- [Collected data]:

☆ ☆ ☆ ☆ ☆

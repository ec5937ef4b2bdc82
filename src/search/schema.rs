//! Search data model / 搜索数据模型
//!
//! Defines the result types flowing through the orchestration pipeline:
//! raw engine results, the crawled parent/child relation, and the
//! display-ready wrapper delivered to the UI layer.
//! 原始结果、父子抓取关系、以及交付给展示层的包装类型。

use std::sync::Arc;

use chrono::{DateTime, Utc};
use serde::{Deserialize, Serialize};

/// Token naming one logical search session / 一次搜索会话的令牌
pub type SearchToken = u64;

/// Sentinel returned when query validation fails / 校验失败时返回的哨兵值
pub const INVALID_TOKEN: SearchToken = 0;

/// Query validation result / 查询校验结果
#[derive(Debug, Clone, Copy, PartialEq, Eq, Serialize, Deserialize)]
#[serde(rename_all = "snake_case")]
pub enum QueryValidation {
    Valid,
    Empty,
    TooShort,
    TooLong,
    XmlTooLong,
}

/// Search query / 搜索查询
///
/// Immutable value; validated before any performer is dispatched.
#[derive(Debug, Clone, Serialize, Deserialize)]
pub struct SearchQuery {
    /// Free-text keywords / 关键词
    pub keywords: String,
    /// Optional structured query, validated separately / 可选的结构化查询
    pub xml: Option<String>,
    /// Locale tag, e.g. "en_US" / 区域设置
    pub locale: String,
}

impl SearchQuery {
    pub fn new(keywords: impl Into<String>) -> Self {
        Self {
            keywords: keywords.into(),
            xml: None,
            locale: "en_US".to_string(),
        }
    }

    pub fn with_locale(mut self, locale: impl Into<String>) -> Self {
        self.locale = locale.into();
        self
    }

    pub fn with_xml(mut self, xml: impl Into<String>) -> Self {
        self.xml = Some(xml.into());
        self
    }
}

/// Torrent attributes carried by listing results / 种子列表结果的属性
#[derive(Debug, Clone)]
pub struct TorrentInfo {
    pub filename: String,
    pub size: u64,
    pub magnet: String,
    pub info_hash: String,
    pub seeds: u32,
    /// Whether this listing expands into per-file child results / 是否可展开为子结果
    pub crawlable: bool,
}

/// Result variant tag / 结果变体标签
///
/// Converters and the filter dispatch on this tag; capability accessors on
/// [`RawResult`] replace per-type inspection.
#[derive(Debug, Clone)]
pub enum ResultKind {
    /// Flat result with no file attributes / 普通结果
    Plain,
    /// Single-file result / 单文件结果
    File { filename: String, size: u64 },
    /// Torrent listing, possibly crawlable / 种子列表结果
    Torrent(TorrentInfo),
    /// Child expanded from a crawlable parent. The parent reference is
    /// navigation-only. / 从父结果展开的子结果，父引用仅用于回溯
    Crawled {
        parent: Arc<RawResult>,
        filename: String,
        size: u64,
    },
}

/// Raw result emitted by a performer / 执行器产出的原始结果
#[derive(Debug, Clone)]
pub struct RawResult {
    pub display_name: String,
    /// Name of the engine that produced it / 产出引擎的名称
    pub source: String,
    pub detail_url: String,
    pub kind: ResultKind,
}

impl RawResult {
    pub fn filename(&self) -> Option<&str> {
        match &self.kind {
            ResultKind::Plain => None,
            ResultKind::File { filename, .. } => Some(filename),
            ResultKind::Torrent(info) => Some(&info.filename),
            ResultKind::Crawled { filename, .. } => Some(filename),
        }
    }

    pub fn size(&self) -> Option<u64> {
        match &self.kind {
            ResultKind::Plain => None,
            ResultKind::File { size, .. } => Some(*size),
            ResultKind::Torrent(info) => Some(info.size),
            ResultKind::Crawled { size, .. } => Some(*size),
        }
    }

    pub fn seeds(&self) -> u32 {
        match &self.kind {
            ResultKind::Torrent(info) => info.seeds,
            ResultKind::Crawled { parent, .. } => parent.seeds(),
            _ => 0,
        }
    }

    pub fn is_crawled(&self) -> bool {
        matches!(self.kind, ResultKind::Crawled { .. })
    }

    /// Parent of a crawled child, navigation only / 子结果的父结果，仅用于回溯
    pub fn crawl_parent(&self) -> Option<&Arc<RawResult>> {
        match &self.kind {
            ResultKind::Crawled { parent, .. } => Some(parent),
            _ => None,
        }
    }

    /// Whether this result expands into children / 是否声明了子结果
    pub fn declares_children(&self) -> bool {
        matches!(&self.kind, ResultKind::Torrent(info) if info.crawlable)
    }

    /// Stable identity used as the crawl cache key. Independent of the
    /// search token so cached expansions outlive individual searches.
    /// 抓取缓存键，与搜索令牌无关，可跨搜索复用。
    pub fn crawl_key(&self) -> Option<String> {
        match &self.kind {
            ResultKind::Torrent(info) => {
                if info.info_hash.is_empty() {
                    Some(self.detail_url.clone())
                } else {
                    Some(info.info_hash.to_lowercase())
                }
            }
            _ => None,
        }
    }
}

/// Display category tag / 展示类别标签
#[derive(Debug, Clone, Copy, PartialEq, Eq, Serialize, Deserialize)]
#[serde(rename_all = "snake_case")]
pub enum DisplayKind {
    Plain,
    File,
    Torrent,
    TorrentFile,
}

/// Render-ready result delivered to a display surface / 交付给展示层的结果
#[derive(Debug, Clone, Serialize)]
pub struct DisplayResult {
    pub token: SearchToken,
    pub engine: String,
    pub query: String,
    pub display_name: String,
    pub filename: Option<String>,
    pub size: Option<u64>,
    pub seeds: u32,
    pub detail_url: String,
    pub kind: DisplayKind,
    pub received_at: DateTime<Utc>,
}

#[cfg(test)]
mod tests {
    use super::*;

    fn torrent_result(name: &str, hash: &str, crawlable: bool) -> RawResult {
        RawResult {
            display_name: name.to_string(),
            source: "mock".to_string(),
            detail_url: format!("http://example.com/{}", hash),
            kind: ResultKind::Torrent(TorrentInfo {
                filename: format!("{}.torrent", name),
                size: 1024,
                magnet: format!("magnet:?xt=urn:btih:{}", hash),
                info_hash: hash.to_string(),
                seeds: 12,
                crawlable,
            }),
        }
    }

    #[test]
    fn test_crawl_key_prefers_info_hash() {
        let r = torrent_result("ubuntu", "ABCDEF0123", true);
        assert_eq!(r.crawl_key().unwrap(), "abcdef0123");
    }

    #[test]
    fn test_crawl_key_falls_back_to_detail_url() {
        let mut r = torrent_result("ubuntu", "", true);
        if let ResultKind::Torrent(ref info) = r.kind {
            assert!(info.info_hash.is_empty());
        }
        r.detail_url = "http://example.com/ubuntu".to_string();
        assert_eq!(r.crawl_key().unwrap(), "http://example.com/ubuntu");
    }

    #[test]
    fn test_crawled_child_capabilities() {
        let parent = Arc::new(torrent_result("ubuntu", "abc", true));
        let child = RawResult {
            display_name: "ubuntu.iso".to_string(),
            source: "mock".to_string(),
            detail_url: parent.detail_url.clone(),
            kind: ResultKind::Crawled {
                parent: parent.clone(),
                filename: "ubuntu.iso".to_string(),
                size: 700,
            },
        };
        assert!(child.is_crawled());
        assert_eq!(child.crawl_parent().unwrap().display_name, "ubuntu");
        assert_eq!(child.filename(), Some("ubuntu.iso"));
        assert_eq!(child.seeds(), 12);
        assert!(child.crawl_key().is_none());
        assert!(!child.declares_children());
    }

    #[test]
    fn test_plain_result_has_no_file_capabilities() {
        let r = RawResult {
            display_name: "hello".to_string(),
            source: "mock".to_string(),
            detail_url: String::new(),
            kind: ResultKind::Plain,
        };
        assert_eq!(r.filename(), None);
        assert_eq!(r.size(), None);
        assert_eq!(r.seeds(), 0);
        assert!(r.crawl_key().is_none());
    }
}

☆ ☆ ☆ ☆ ☆

- [What this task involves]: Copy all lines from the data that hold the word "navigation".

- [Output for this task]:
    /// navigation-only. / 从父结果展开的子结果，父引用仅用于回溯
    /// Parent of a crawled child, navigation only / 子结果的父结果，仅用于回溯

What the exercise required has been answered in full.